Sunday, January 10, 2010

O Brother (and Sister) Where Art Thou?

One of my favourite films of all time is ‘O Brother Where Art Thou.’ For those of you who may not have seen it, it’s about three escaped convicts are racing around the Mississippi delta looking frantically for buried treasure. They still have the shackles on their legs from the chain gang from which they escaped. They are not innocents; they’re thieves, what you might call “common criminals.” As they meander through the woods they come upon a congregation of people headed for a river, singing a Gospel song, “Down in the river to pray.” The escapees watch, mesmerized, as people wade into the water to be baptized. Two of the men are seized with an overwhelming conviction that this is what they need, that they want to turn their lives around. They wade into the water, the congregation’s singing ringing in the air all around them, and they emerge, soaked and overjoyed.

Today as we baptise Craig, Samantha, Kelvin and Jessica we also remember Jesus’ baptism which started the ball rolling on his public work. It is in baptism, in this moment of heaven-ripped-open time with the God who loves him, that his work begins. It’s like that for us. Yes baptism is about repentance - which is more than a quick I’m sorry - but about seeing our lives turned round our lives around, transformed by the knowledge that we are loved whether we feel we deserve it or not. And yes, baptism is about living a new way. But also, baptism is about being claimed by God, named as God’s own much loved children, called by him to work and serve.

This is true Craig, Samantha, Kelvin and Jessica as they are baptised themselves today but it is true for all of us who recall our baptism today. Every one of us has been baptised has been named by God. Baptism isn’t a naming ceremony though. As we are baptised God gives us and Jesus a new name - beloved, much loved. Through his baptism God gives Jesus a clear path of work and service for Him. Through our baptisms God has set us on a path for work and service. Discerning where this path will take us is challenging and exciting and even a little scary. After all, the heavens don’t rip open every day. Some of us are called to serve God in the church, in particular offices such as a priest, or by other kinds of service to the church. All of us are called to serve God outside the church, in God’s beautiful and broken world, and that work and service is as wide and varied as there are people. We can serve God by working for safe and peaceful communities like our own, or helping out and elderly neighbour, or by giving someone a lift to a doctor’s appointment. We can serve God by loving and caring for our aging parents or our children or even our families of choice, those who are knit together not by blood or legal contract but simply by love. Anywhere we can serve God’s people, we can serve God.

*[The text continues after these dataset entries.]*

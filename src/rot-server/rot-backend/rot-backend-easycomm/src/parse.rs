// SPDX-FileCopyrightText: 2025 Stanislaw Grams <stanislawgrams@gmail.com>
//
// SPDX-License-Identifier: BSD-2-Clause

//! EasyComm III reply parsing.

use rot_core::rotator::status::{EasyCommDetail, ErrorFlags, StatusDetail};
use rot_core::{normalize, CommandMode, RotatorStatus};
use tracing::warn;

/// Axis mode encoded in one byte of the `GS` status register.
pub fn mode_from_status_byte(value: u32) -> CommandMode {
    match value {
        1 => CommandMode::None,
        2 => CommandMode::Velocity,
        4 | 6 => CommandMode::Position,
        8 => CommandMode::Error,
        other => CommandMode::Unknown(other),
    }
}

/// Everything learned from the peer so far.
#[derive(Debug, Clone, Default, PartialEq)]
pub struct Telemetry {
    pub status: RotatorStatus,
    pub detail: EasyCommDetail,
}

impl Telemetry {
    pub fn snapshot(&self) -> RotatorStatus {
        let mut status = self.status.clone();
        status.detail = Some(StatusDetail::EasyComm(self.detail.clone()));
        status
    }

    /// Apply one whitespace-delimited reply token.
    pub fn apply(&mut self, token: &str) -> Result<(), String> {
        if token.len() < 2 {
            return Err("truncated output".to_string());
        }
        if let Some(value) = token.strip_prefix("AZ") {
            self.status.az_pos = normalize(parse_float(value)?);
        } else if let Some(value) = token.strip_prefix("EL") {
            self.status.el_pos = parse_float(value)?;
        } else if let Some(value) = token.strip_prefix("GS") {
            self.apply_status_register(parse_register(value)?);
        } else if let Some(value) = token.strip_prefix("GE") {
            let reg = parse_register(value)?;
            self.detail.error_register = reg;
            self.detail.error_flags = ErrorFlags::from_register(reg);
        } else if let Some(value) = token.strip_prefix("VE") {
            self.detail.version = value.to_string();
            self.status.flags.simulator = value == "sim";
        } else if let Some(value) = token.strip_prefix("IP") {
            for (index, raw) in multiplexed(token, value) {
                self.apply_input(index, raw);
            }
        } else if let Some(value) = token.strip_prefix("CR") {
            for (index, raw) in multiplexed(token, value) {
                let value = raw.parse::<f64>().unwrap_or(0.0);
                match index {
                    10 => self.status.command_az_pos = value,
                    11 => self.status.command_el_pos = value,
                    12 => self.status.command_az_vel = value,
                    13 => self.status.command_el_vel = value,
                    _ => {}
                }
            }
        } else if let Some(value) = token.strip_prefix("\\?ENC") {
            let mut parts = value.split(',');
            for field in [
                &mut self.detail.raw_az_pos,
                &mut self.detail.raw_el_pos,
            ] {
                if let Some(Ok(v)) = parts.next().map(str::parse::<i32>) {
                    *field = v;
                }
            }
            for field in [&mut self.detail.raw_az_vel, &mut self.detail.raw_el_vel] {
                if let Some(Ok(v)) = parts.next().map(str::parse::<i32>) {
                    *field = v as f64;
                }
            }
        } else if let Some(value) = token.strip_prefix("\\?VEL") {
            let mut parts = value.split(',');
            let az = parts.next().ok_or("truncated list")?;
            let el = parts.next().ok_or("truncated list")?;
            self.status.az_vel = parse_float(az)?;
            self.status.el_vel = parse_float(el)?;
        } else {
            return Err("unknown rotator output".to_string());
        }
        Ok(())
    }

    /// Per axis byte, with a zero byte falling back to the low byte.
    fn apply_status_register(&mut self, reg: u32) {
        self.detail.status_register = reg;
        let mode = |axis: u32| {
            let mut value = (reg >> (axis * 8)) & 0xFF;
            if value == 0 {
                value = reg & 0xFF;
            }
            mode_from_status_byte(value)
        };
        self.status.command_az_flags = mode(0);
        self.status.command_el_flags = mode(1);
        self.status.moving = reg & 0x202 != 0;
    }

    fn apply_input(&mut self, index: usize, raw: &str) {
        let float = raw.parse::<f64>().unwrap_or(0.0);
        let int = raw.parse::<u32>().unwrap_or(0);
        match index {
            0 => self.detail.temperature = float,
            1 => {
                self.detail.azimuth_ccw = int & 1 == 1;
                self.detail.azimuth_cw = int & 2 == 2;
            }
            2 => {
                self.detail.elevation_limit = int;
                self.status.flags.elevation_lower = int & 1 == 1;
                self.status.flags.elevation_upper = int & 2 == 2;
            }
            5 => self.detail.raw_az_drive = float,
            6 => self.detail.raw_el_drive = float,
            7 => self.status.az_vel = float,
            8 => self.status.el_vel = float,
            _ => {}
        }
    }
}

fn parse_float(value: &str) -> Result<f64, String> {
    value
        .parse::<f64>()
        .map_err(|e| format!("{:?}: {}", value, e))
}

fn parse_register(value: &str) -> Result<u32, String> {
    value
        .parse::<i64>()
        .map(|v| v as u32)
        .map_err(|e| format!("{:?}: {}", value, e))
}

/// Split `n,v0,v1,...` into `(n, v0), (n + 1, v1), ...`.
fn multiplexed<'a>(token: &str, body: &'a str) -> Vec<(usize, &'a str)> {
    let mut parts = body.split(',');
    let first = parts.next().unwrap_or_default();
    match first.parse::<usize>() {
        Ok(start) => parts.enumerate().map(|(i, v)| (start + i, v)).collect(),
        Err(e) => {
            warn!("easycomm: {:?}: {}", token, e);
            Vec::new()
        }
    }
}

#[cfg(test)]
mod tests {
    use super::*;

    fn parse(input: &str) -> Telemetry {
        let mut telemetry = Telemetry::default();
        for token in input.split_whitespace() {
            telemetry.apply(token).expect("token");
        }
        telemetry
    }

    #[test]
    fn parses_reference_lines() {
        let cases: [(&str, fn(&mut Telemetry)); 9] = [
            ("AZ170.00", |t: &mut Telemetry| t.status.az_pos = 170.0),
            ("EL45", |t: &mut Telemetry| t.status.el_pos = 45.0),
            (
                "IP7,1.5,.5",
                |t: &mut Telemetry| {
                    t.status.az_vel = 1.5;
                    t.status.el_vel = 0.5;
                },
            ),
            (
                "GS262",
                |t: &mut Telemetry| {
                    t.detail.status_register = 262;
                    t.status.moving = true;
                    t.status.command_az_flags = CommandMode::Position;
                    t.status.command_el_flags = CommandMode::None;
                },
            ),
            (
                "GE6",
                |t: &mut Telemetry| {
                    t.detail.error_register = 6;
                    t.detail.error_flags.sensor_error = true;
                    t.detail.error_flags.homing_error = true;
                },
            ),
            ("IP0,35.6", |t: &mut Telemetry| t.detail.temperature = 35.6),
            (
                "IP1,2,1",
                |t: &mut Telemetry| {
                    t.detail.azimuth_cw = true;
                    t.detail.elevation_limit = 1;
                    t.status.flags.elevation_lower = true;
                },
            ),
            (
                "IP5,10,15 IP5,11 IP5,12",
                |t: &mut Telemetry| {
                    t.detail.raw_az_drive = 12.0;
                    t.detail.raw_el_drive = 15.0;
                },
            ),
            (
                "CR10,150,10.5",
                |t: &mut Telemetry| {
                    t.status.command_az_pos = 150.0;
                    t.status.command_el_pos = 10.5;
                },
            ),
        ];
        for (input, expect) in cases {
            let mut want = Telemetry::default();
            expect(&mut want);
            assert_eq!(parse(input), want, "input {:?}", input);
        }
    }

    #[test]
    fn reference_sequence_accumulates() {
        let t = parse("AZ170.00 EL45 IP7,1.5,.5 GS262 GE6");
        let status = t.snapshot();
        assert_eq!(status.az_pos, 170.0);
        assert_eq!(status.el_pos, 45.0);
        assert_eq!(status.az_vel, 1.5);
        assert_eq!(status.el_vel, 0.5);
        assert!(status.moving);
        assert_eq!(status.command_az_flags, CommandMode::Position);
        assert_eq!(status.command_el_flags, CommandMode::None);
        let detail = status.easycomm().expect("detail");
        assert!(detail.error_flags.sensor_error);
        assert!(detail.error_flags.homing_error);
        assert!(!detail.error_flags.no_error);
    }

    #[test]
    fn status_byte_modes() {
        let t = parse("GS520");
        assert_eq!(t.status.command_az_flags, CommandMode::Error);
        assert_eq!(t.status.command_el_flags, CommandMode::Velocity);
        assert!(t.status.moving);
        assert_eq!(mode_from_status_byte(3), CommandMode::Unknown(3));
    }

    #[test]
    fn encoder_and_version_replies() {
        let t = parse("\\?ENC100,-20,3,4 \\?VEL1.25,-0.5 VEsim");
        assert_eq!(t.detail.raw_az_pos, 100);
        assert_eq!(t.detail.raw_el_pos, -20);
        assert_eq!(t.detail.raw_az_vel, 3.0);
        assert_eq!(t.detail.raw_el_vel, 4.0);
        assert_eq!(t.status.az_vel, 1.25);
        assert_eq!(t.status.el_vel, -0.5);
        assert_eq!(t.detail.version, "sim");
        assert!(t.status.flags.simulator);
    }

    #[test]
    fn azimuth_is_normalized() {
        assert_eq!(parse("AZ-10").status.az_pos, 350.0);
        assert_eq!(parse("AZ360").status.az_pos, 0.0);
    }

    #[test]
    fn rejects_unknown_and_malformed_tokens() {
        let mut t = Telemetry::default();
        assert!(t.apply("X").is_err());
        assert!(t.apply("ZZTOP").is_err());
        assert!(t.apply("AZabc").is_err());
        assert!(t.apply("\\?VEL1").is_err());
        assert!(t.apply("IPx,1").is_ok());
        assert_eq!(t, Telemetry::default());
    }
}
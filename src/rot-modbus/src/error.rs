// SPDX-FileCopyrightText: 2025 Stanislaw Grams <stanislawgrams@gmail.com>
//
// SPDX-License-Identifier: BSD-2-Clause

use thiserror::Error;

#[derive(Debug, Error)]
pub enum ModbusError {
    #[error("index {index} out of range (limit {limit})")]
    OutOfRange { index: usize, limit: usize },

    #[error("modbus exception: {0}")]
    Exception(String),

    #[error("tunnel error: {0}")]
    Tunnel(String),

    #[error("frame too short: {0} bytes")]
    FrameTooShort(usize),

    #[error("timed out waiting for response")]
    Timeout,

    #[error("not connected")]
    NotConnected,

    #[error("cannot open {port}: {reason}")]
    Open { port: String, reason: String },

    #[error(transparent)]
    Io(#[from] std::io::Error),
}

impl ModbusError {
    pub(crate) fn exception(err: impl std::fmt::Display) -> Self {
        ModbusError::Exception(err.to_string())
    }

    pub(crate) fn tunnel(err: impl std::fmt::Display) -> Self {
        ModbusError::Tunnel(err.to_string())
    }
}
// SPDX-FileCopyrightText: 2025 Stanislaw Grams <stanislawgrams@gmail.com>
//
// SPDX-License-Identifier: BSD-2-Clause

use std::sync::atomic::{AtomicUsize, Ordering};
use std::sync::Arc;

use serde::Serialize;
use tokio::sync::{watch, Mutex};
use tokio::task::JoinHandle;
use tokio::time::Duration;

use crate::client::ModbusClient;
use crate::error::ModbusError;
use crate::poller::{self, Peripheral};
use crate::transport::ModbusFuture;

/// Commanded and actual state of one RF band.
#[derive(Debug, Clone, Copy, Default, PartialEq, Eq, Serialize)]
pub struct BandStatus {
    #[serde(rename = "CommandTX")]
    pub command_tx: bool,
    #[serde(rename = "CommandRX")]
    pub command_rx: bool,
    #[serde(rename = "TX")]
    pub tx: bool,
}

#[derive(Debug, Clone, Default, PartialEq, Eq, Serialize)]
#[serde(rename_all = "PascalCase")]
pub struct SequencerStatus {
    pub error: bool,
    pub bands: Vec<BandStatus>,
}

pub type SequencerCallback = Arc<dyn Fn(SequencerStatus) + Send + Sync>;

/// Coils hold `CommandTX` for every band followed by `CommandRX`; discrete
/// input 0 is the error line followed by the per-band TX sense inputs.
pub fn parse_status(bands: usize, coils: &[bool], inputs: &[bool]) -> SequencerStatus {
    let bit = |bits: &[bool], i: usize| bits.get(i).copied().unwrap_or(false);
    SequencerStatus {
        error: bit(inputs, 0),
        bands: (0..bands)
            .map(|i| BandStatus {
                command_tx: bit(coils, i),
                command_rx: bit(coils, bands + i),
                tx: bit(inputs, i + 1),
            })
            .collect(),
    }
}

struct Shared {
    client: Mutex<ModbusClient>,
    bands: AtomicUsize,
    callback: SequencerCallback,
}

/// Coil and discrete input counts covering `bands` bands.
fn band_spans(bands: u16) -> Result<(u16, u16), ModbusError> {
    match (bands.checked_mul(2), bands.checked_add(1)) {
        (Some(coils), Some(inputs)) => Ok((coils, inputs)),
        _ => Err(ModbusError::OutOfRange {
            index: bands as usize,
            limit: (u16::MAX / 2) as usize,
        }),
    }
}

impl Peripheral for Shared {
    fn name(&self) -> &'static str {
        "sequencer"
    }

    fn client(&self) -> &Mutex<ModbusClient> {
        &self.client
    }

    fn poll_once<'a>(&'a self, client: &'a mut ModbusClient) -> ModbusFuture<'a, ()> {
        Box::pin(async move {
            let bands = client
                .read_input_registers(0, 1)
                .await?
                .first()
                .copied()
                .unwrap_or(0);
            let (coil_count, input_count) = band_spans(bands)?;
            let coils = client.read_coils(0, coil_count).await?;
            let inputs = client.read_discrete_inputs(0, input_count).await?;
            self.bands.store(bands as usize, Ordering::SeqCst);
            (self.callback)(parse_status(bands as usize, &coils, &inputs));
            Ok(())
        })
    }
}

/// RF path band sequencer.
#[derive(Clone)]
pub struct Sequencer {
    shared: Arc<Shared>,
}

impl Sequencer {
    pub fn new(client: ModbusClient, callback: SequencerCallback) -> Self {
        Self {
            shared: Arc::new(Shared {
                client: Mutex::new(client),
                bands: AtomicUsize::new(0),
                callback,
            }),
        }
    }

    /// Start the connect and poll loop.
    pub fn spawn(&self, interval: Duration, shutdown_rx: watch::Receiver<bool>) -> JoinHandle<()> {
        tokio::spawn(poller::run(self.shared.clone(), interval, shutdown_rx))
    }

    /// Band count reported by the last successful poll.
    pub fn bands(&self) -> usize {
        self.shared.bands.load(Ordering::SeqCst)
    }

    async fn write_band_coil(&self, band: usize, offset: bool, value: bool) -> Result<(), ModbusError> {
        let mut client = self.shared.client.lock().await;
        let bands = self.bands();
        if band >= bands {
            return Err(ModbusError::OutOfRange {
                index: band,
                limit: bands,
            });
        }
        let coil = if offset { bands + band } else { band };
        client.write_single_coil(coil as u16, value).await
    }

    pub async fn set_band_tx(&self, band: usize, tx: bool) -> Result<(), ModbusError> {
        self.write_band_coil(band, false, tx).await
    }

    pub async fn set_band_rx(&self, band: usize, rx: bool) -> Result<(), ModbusError> {
        self.write_band_coil(band, true, rx).await
    }

    #[cfg(test)]
    async fn poll_now(&self) -> Result<(), ModbusError> {
        let mut client = self.shared.client.lock().await;
        client.connect().await?;
        self.shared.poll_once(&mut client).await
    }
}
// SPDX-FileCopyrightText: 2025 Stanislaw Grams <stanislawgrams@gmail.com>
//
// SPDX-License-Identifier: BSD-2-Clause

use std::sync::Arc;

use tokio::sync::{watch, Mutex};
use tokio::time::{sleep, Duration};
use tracing::{info, warn};

use crate::client::ModbusClient;
use crate::transport::ModbusFuture;

pub const RECONNECT_DELAY: Duration = Duration::from_secs(1);

/// A Modbus device polled on a fixed cadence.
pub trait Peripheral: Send + Sync + 'static {
    fn name(&self) -> &'static str;

    fn client(&self) -> &Mutex<ModbusClient>;

    /// Read the device once and publish its status.
    fn poll_once<'a>(&'a self, client: &'a mut ModbusClient) -> ModbusFuture<'a, ()>;
}

/// Connect, poll until the link fails, then retry after a fixed delay.
pub async fn run<P: Peripheral>(
    peripheral: Arc<P>,
    interval: Duration,
    mut shutdown_rx: watch::Receiver<bool>,
) {
    let name = peripheral.name();
    loop {
        if *shutdown_rx.borrow() {
            break;
        }

        let delay = {
            let mut client = peripheral.client().lock().await;
            if !client.is_connected() {
                match client.connect().await {
                    Ok(()) => info!("{}: connected to {}", name, client.describe()),
                    Err(e) => warn!("{}: opening {}: {}", name, client.describe(), e),
                }
            }
            if client.is_connected() {
                match peripheral.poll_once(&mut client).await {
                    Ok(()) => interval,
                    Err(e) => {
                        warn!("{}: polling {}: {}", name, client.describe(), e);
                        client.close();
                        RECONNECT_DELAY
                    }
                }
            } else {
                RECONNECT_DELAY
            }
        };

        tokio::select! {
            _ = sleep(delay) => {}
            changed = shutdown_rx.changed() => {
                if changed.is_err() || *shutdown_rx.borrow() {
                    break;
                }
            }
        }
    }

    peripheral.client().lock().await.close();
    info!("{}: poll loop stopped", name);
}
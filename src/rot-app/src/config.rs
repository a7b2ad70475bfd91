// SPDX-FileCopyrightText: 2025 Stanislaw Grams <stanislawgrams@gmail.com>
//
// SPDX-License-Identifier: BSD-2-Clause

use serde::de::DeserializeOwned;
use serde::Serialize;
use std::path::{Path, PathBuf};
use thiserror::Error;

#[derive(Debug, Error)]
pub enum ConfigError {
    #[error("Failed to read config file {0}: {1}")]
    ReadError(PathBuf, String),

    #[error("Failed to parse config file {0}: {1}")]
    ParseError(PathBuf, String),
}

/// Returns the default search paths for `rot-rs.toml`
/// (current directory → XDG config → /etc).
fn config_search_paths() -> Vec<PathBuf> {
    let mut paths = vec![PathBuf::from("rot-rs.toml")];
    if let Some(config_dir) = dirs::config_dir() {
        paths.push(config_dir.join("rot-rs").join("rot-rs.toml"));
    }
    paths.push(PathBuf::from("/etc/rot-rs/rot-rs.toml"));
    paths
}

/// Pull one section out of a parsed TOML document and deserialize it.
fn parse_section<T: DeserializeOwned>(
    content: &str,
    key: &str,
    path: &Path,
) -> Result<Option<T>, ConfigError> {
    let parse_err = |e: String| ConfigError::ParseError(path.to_path_buf(), e);

    let mut table: toml::Table = toml::from_str(content).map_err(|e| parse_err(e.to_string()))?;
    let Some(section) = table.remove(key) else {
        return Ok(None);
    };
    section
        .try_into::<T>()
        .map(Some)
        .map_err(|e| parse_err(e.to_string()))
}

fn load_section_from_file<T: DeserializeOwned>(
    path: &Path,
    key: &str,
) -> Result<Option<T>, ConfigError> {
    let content = std::fs::read_to_string(path)
        .map_err(|e| ConfigError::ReadError(path.to_path_buf(), e.to_string()))?;
    parse_section(&content, key, path)
}

/// Trait for loading configuration from a `rot-rs.toml` section.
pub trait ConfigFile: Sized + Default + DeserializeOwned + Serialize {
    /// Section key in `rot-rs.toml` (e.g. `"rot-server"`).
    fn section_key() -> &'static str;

    /// Load the section from a specific file path.
    ///
    /// A file without the `[<section_key>]` table is an error here, since
    /// the caller asked for this file explicitly.
    fn load_from_file(path: &Path) -> Result<Self, ConfigError> {
        load_section_from_file::<Self>(path, Self::section_key())?.ok_or_else(|| {
            ConfigError::ParseError(
                path.to_path_buf(),
                format!("missing [{}] section", Self::section_key()),
            )
        })
    }

    /// Search default paths (`rot-rs.toml` in CWD → XDG → /etc) and load
    /// the first file that contains the expected section.
    ///
    /// Returns `(Default::default(), None)` when nothing is found.
    fn load_from_default_paths() -> Result<(Self, Option<PathBuf>), ConfigError> {
        for path in config_search_paths() {
            if path.exists() {
                if let Some(cfg) = load_section_from_file::<Self>(&path, Self::section_key())? {
                    return Ok((cfg, Some(path)));
                }
            }
        }
        Ok((Self::default(), None))
    }

    /// Load from `explicit` when given, otherwise from the default search paths.
    fn load(explicit: Option<&Path>) -> Result<(Self, Option<PathBuf>), ConfigError> {
        match explicit {
            Some(path) => Ok((Self::load_from_file(path)?, Some(path.to_path_buf()))),
            None => Self::load_from_default_paths(),
        }
    }

    /// Render `value` under its section header.
    fn to_section_toml(value: &Self) -> String {
        let mut table = toml::Table::new();
        match toml::Value::try_from(value) {
            Ok(section) => {
                table.insert(Self::section_key().to_string(), section);
                toml::to_string_pretty(&table).unwrap_or_default()
            }
            Err(_) => String::new(),
        }
    }
}
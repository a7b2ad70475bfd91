// SPDX-FileCopyrightText: 2025 Stanislaw Grams <stanislawgrams@gmail.com>
//
// SPDX-License-Identifier: BSD-2-Clause

//! Spherical coordinate conversions. Angles in degrees.

pub fn sin_d(x: f64) -> f64 {
    x.to_radians().sin()
}

pub fn cos_d(x: f64) -> f64 {
    x.to_radians().cos()
}

pub fn tan_d(x: f64) -> f64 {
    x.to_radians().tan()
}

pub fn atan2_d(y: f64, x: f64) -> f64 {
    y.atan2(x).to_degrees()
}

pub fn asin_d(x: f64) -> f64 {
    x.clamp(-1.0, 1.0).asin().to_degrees()
}

/// Mean obliquity of the ecliptic.
pub fn obliquity(t: f64) -> f64 {
    23.439_291 - 0.013_004_2 * t
}

/// Ecliptic (longitude, latitude) to equatorial (right ascension, declination).
pub fn ecliptic_to_equatorial(lon: f64, lat: f64, eps: f64) -> (f64, f64) {
    let ra = atan2_d(
        sin_d(lon) * cos_d(eps) - lat.to_radians().tan() * sin_d(eps),
        cos_d(lon),
    );
    let dec = asin_d(sin_d(lat) * cos_d(eps) + cos_d(lat) * sin_d(eps) * sin_d(lon));
    (ra.rem_euclid(360.0), dec)
}

/// Precess J2000 mean coordinates to the mean equator of date (IAU 1976).
pub fn precess_from_j2000(ra: f64, dec: f64, t: f64) -> (f64, f64) {
    let zeta = (2306.2181 * t + 0.30188 * t * t + 0.017998 * t * t * t) / 3600.0;
    let z = (2306.2181 * t + 1.09468 * t * t + 0.018203 * t * t * t) / 3600.0;
    let theta = (2004.3109 * t - 0.42665 * t * t - 0.041833 * t * t * t) / 3600.0;

    let a = cos_d(dec) * sin_d(ra + zeta);
    let b = cos_d(theta) * cos_d(dec) * cos_d(ra + zeta) - sin_d(theta) * sin_d(dec);
    let c = sin_d(theta) * cos_d(dec) * cos_d(ra + zeta) + cos_d(theta) * sin_d(dec);

    ((atan2_d(a, b) + z).rem_euclid(360.0), asin_d(c))
}

/// Hour angle and declination to (azimuth from north through east, elevation).
pub fn equatorial_to_horizontal(hour_angle: f64, dec: f64, latitude: f64) -> (f64, f64) {
    let az = atan2_d(
        sin_d(hour_angle),
        cos_d(hour_angle) * sin_d(latitude) - dec.to_radians().tan() * cos_d(latitude),
    ) + 180.0;
    let el = asin_d(sin_d(latitude) * sin_d(dec) + cos_d(latitude) * cos_d(dec) * cos_d(hour_angle));
    (az.rem_euclid(360.0), el)
}

#[cfg(test)]
mod tests {
    use super::*;

    #[test]
    fn precession_is_identity_at_epoch() {
        let (ra, dec) = precess_from_j2000(123.4, -45.6, 0.0);
        assert!((ra - 123.4).abs() < 1e-9);
        assert!((dec + 45.6).abs() < 1e-9);
    }

    #[test]
    fn precession_moves_equinox_forward() {
        // A point on the equator at RA 0 drifts about 50" per year.
        let (ra, _) = precess_from_j2000(0.0, 0.0, 0.26);
        let drift_arcsec = ra * 3600.0 / 26.0;
        assert!((drift_arcsec - 46.1).abs() < 1.0, "{drift_arcsec}");
    }

    #[test]
    fn transit_is_due_south() {
        let (az, el) = equatorial_to_horizontal(0.0, 10.0, 42.0);
        assert!((az - 180.0).abs() < 1e-9);
        assert!((el - 58.0).abs() < 1e-9);
    }
}
// SPDX-FileCopyrightText: 2025 Stanislaw Grams <stanislawgrams@gmail.com>
//
// SPDX-License-Identifier: BSD-2-Clause

pub mod config;
pub mod logging;
pub mod util;

pub use config::{ConfigError, ConfigFile};
pub use logging::init_logging;
pub use util::{normalize_name, read_lines};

Today as we remember Jesus’ baptism, we also remember our own, whether they happening within this service or decades ago. We remember, whether we were infants held in the arms of a parent or godparent, or we were adults who emerged from the experience soaked and jubilant and glowing with the love of God, we remember that baptism is about seeing our lives turned round, and the opportunity to do that is always before us, always a possibility, whereever we are wheatever we are doing, in the waters of baptism or not.

Today we remember Jesus’ baptism,and as we baptise Craig, Samantha, Kelvin and Jessica, we remember that our baptism is about living: living empowered by God, by His Holy Spirit, living heaven in the now, living by throwing in our lot with a community of people who are striving and struggling to follow God through God’s Child Jesus. And we also remember that baptism is about loving: Through baptism, even though we feel unlovely or unloveable from time to time, God says to us “You are my Child, my beloved Child, “with you I am well pleased.”

In His Baptism Christ was comissioned to speak these words both so that people could hear them and in signs of the kingdom - in acts of love and compassion, in healings and miracles - so people could see them.

In our Baptism we have been co-missioned to share in telling and showing how much we are each loved by God. Today as Craig, Samantha, Kelvin and Jessica are baptised and all of us recall our baptisms God says to us “You are mine; I love you; with you I am delighted and pleased.”

But it’s not just about each of us hearing those words of love, it’s not even about just knowing that we are loved by God. Jesus didn’t just hear those words of love from God, he didn’t just know them to be true for him and all people, his baptism was his comission and our co-mission with him to show that transforming love of God. Today Craig, Samantha, Kelvin and Jessica we we baptise you and recall our own it is about but about each of us living and acting in ways that others see, hear and know that God loves them too. Amen.

1 comment:

Kathryn said...

Thank you...It had never hit me before that God gives us a new name at baptism - just about the most warming thought possible as I set out to preside this morning.